Each line of the data that includes the string "RuntimeConfig" is to be copied out.

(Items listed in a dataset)
- - -

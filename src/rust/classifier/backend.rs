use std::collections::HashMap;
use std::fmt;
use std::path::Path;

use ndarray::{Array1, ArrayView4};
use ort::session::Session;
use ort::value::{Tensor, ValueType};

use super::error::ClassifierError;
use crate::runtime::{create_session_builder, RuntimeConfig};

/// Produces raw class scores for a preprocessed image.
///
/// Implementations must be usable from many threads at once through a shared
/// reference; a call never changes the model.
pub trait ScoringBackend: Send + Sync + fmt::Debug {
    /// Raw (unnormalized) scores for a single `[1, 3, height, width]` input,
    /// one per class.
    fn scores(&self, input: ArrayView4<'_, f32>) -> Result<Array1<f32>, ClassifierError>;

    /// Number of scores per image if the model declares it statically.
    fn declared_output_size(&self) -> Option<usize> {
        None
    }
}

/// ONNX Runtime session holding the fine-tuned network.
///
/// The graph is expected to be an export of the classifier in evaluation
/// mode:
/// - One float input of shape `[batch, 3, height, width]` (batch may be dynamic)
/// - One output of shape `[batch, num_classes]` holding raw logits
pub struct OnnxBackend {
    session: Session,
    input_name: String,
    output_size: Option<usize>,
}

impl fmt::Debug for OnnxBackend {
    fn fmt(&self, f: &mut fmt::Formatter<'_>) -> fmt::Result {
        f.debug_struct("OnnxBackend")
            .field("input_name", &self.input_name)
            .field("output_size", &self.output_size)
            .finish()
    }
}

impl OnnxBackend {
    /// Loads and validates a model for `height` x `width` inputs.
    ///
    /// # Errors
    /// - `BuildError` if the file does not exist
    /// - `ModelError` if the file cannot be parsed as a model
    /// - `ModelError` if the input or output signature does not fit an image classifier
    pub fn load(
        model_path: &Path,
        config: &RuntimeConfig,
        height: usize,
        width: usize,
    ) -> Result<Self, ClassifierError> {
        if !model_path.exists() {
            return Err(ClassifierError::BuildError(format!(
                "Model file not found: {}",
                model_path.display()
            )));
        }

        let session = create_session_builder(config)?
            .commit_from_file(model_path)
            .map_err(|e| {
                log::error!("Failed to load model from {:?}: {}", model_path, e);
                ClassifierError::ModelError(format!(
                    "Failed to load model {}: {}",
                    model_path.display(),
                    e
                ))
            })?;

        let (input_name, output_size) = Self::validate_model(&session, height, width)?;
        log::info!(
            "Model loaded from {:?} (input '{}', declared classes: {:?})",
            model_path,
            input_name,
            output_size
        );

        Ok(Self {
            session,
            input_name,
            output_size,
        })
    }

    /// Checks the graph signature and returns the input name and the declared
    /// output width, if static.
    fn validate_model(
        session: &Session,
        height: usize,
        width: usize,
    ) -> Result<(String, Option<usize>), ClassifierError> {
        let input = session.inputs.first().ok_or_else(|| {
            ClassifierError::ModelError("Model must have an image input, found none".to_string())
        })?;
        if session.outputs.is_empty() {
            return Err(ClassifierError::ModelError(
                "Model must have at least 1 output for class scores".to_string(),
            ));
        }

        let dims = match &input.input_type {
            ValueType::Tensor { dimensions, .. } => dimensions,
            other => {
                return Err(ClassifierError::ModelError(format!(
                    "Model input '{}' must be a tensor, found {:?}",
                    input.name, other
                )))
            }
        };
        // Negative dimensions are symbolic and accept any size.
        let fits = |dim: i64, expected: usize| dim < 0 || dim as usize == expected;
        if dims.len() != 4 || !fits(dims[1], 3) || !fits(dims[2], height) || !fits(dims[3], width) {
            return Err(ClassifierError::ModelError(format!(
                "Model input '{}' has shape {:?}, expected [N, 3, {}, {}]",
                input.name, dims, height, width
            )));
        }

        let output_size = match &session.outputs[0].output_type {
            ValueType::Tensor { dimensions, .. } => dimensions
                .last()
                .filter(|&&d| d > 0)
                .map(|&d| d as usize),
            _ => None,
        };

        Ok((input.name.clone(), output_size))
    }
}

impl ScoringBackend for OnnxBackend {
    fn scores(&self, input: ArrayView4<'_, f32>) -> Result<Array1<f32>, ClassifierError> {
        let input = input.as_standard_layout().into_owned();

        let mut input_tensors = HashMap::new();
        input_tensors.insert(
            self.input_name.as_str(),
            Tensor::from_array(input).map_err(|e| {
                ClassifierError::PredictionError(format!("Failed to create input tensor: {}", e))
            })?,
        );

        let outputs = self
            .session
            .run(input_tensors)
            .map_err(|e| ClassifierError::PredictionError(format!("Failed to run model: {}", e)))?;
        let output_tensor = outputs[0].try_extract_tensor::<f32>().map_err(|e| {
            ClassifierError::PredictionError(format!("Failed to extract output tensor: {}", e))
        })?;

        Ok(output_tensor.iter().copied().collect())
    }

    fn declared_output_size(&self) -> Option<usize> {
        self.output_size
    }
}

- - -

== SOLVED EXERCISE ==
use crate::runtime::{create_session_builder, RuntimeConfig};
        config: &RuntimeConfig,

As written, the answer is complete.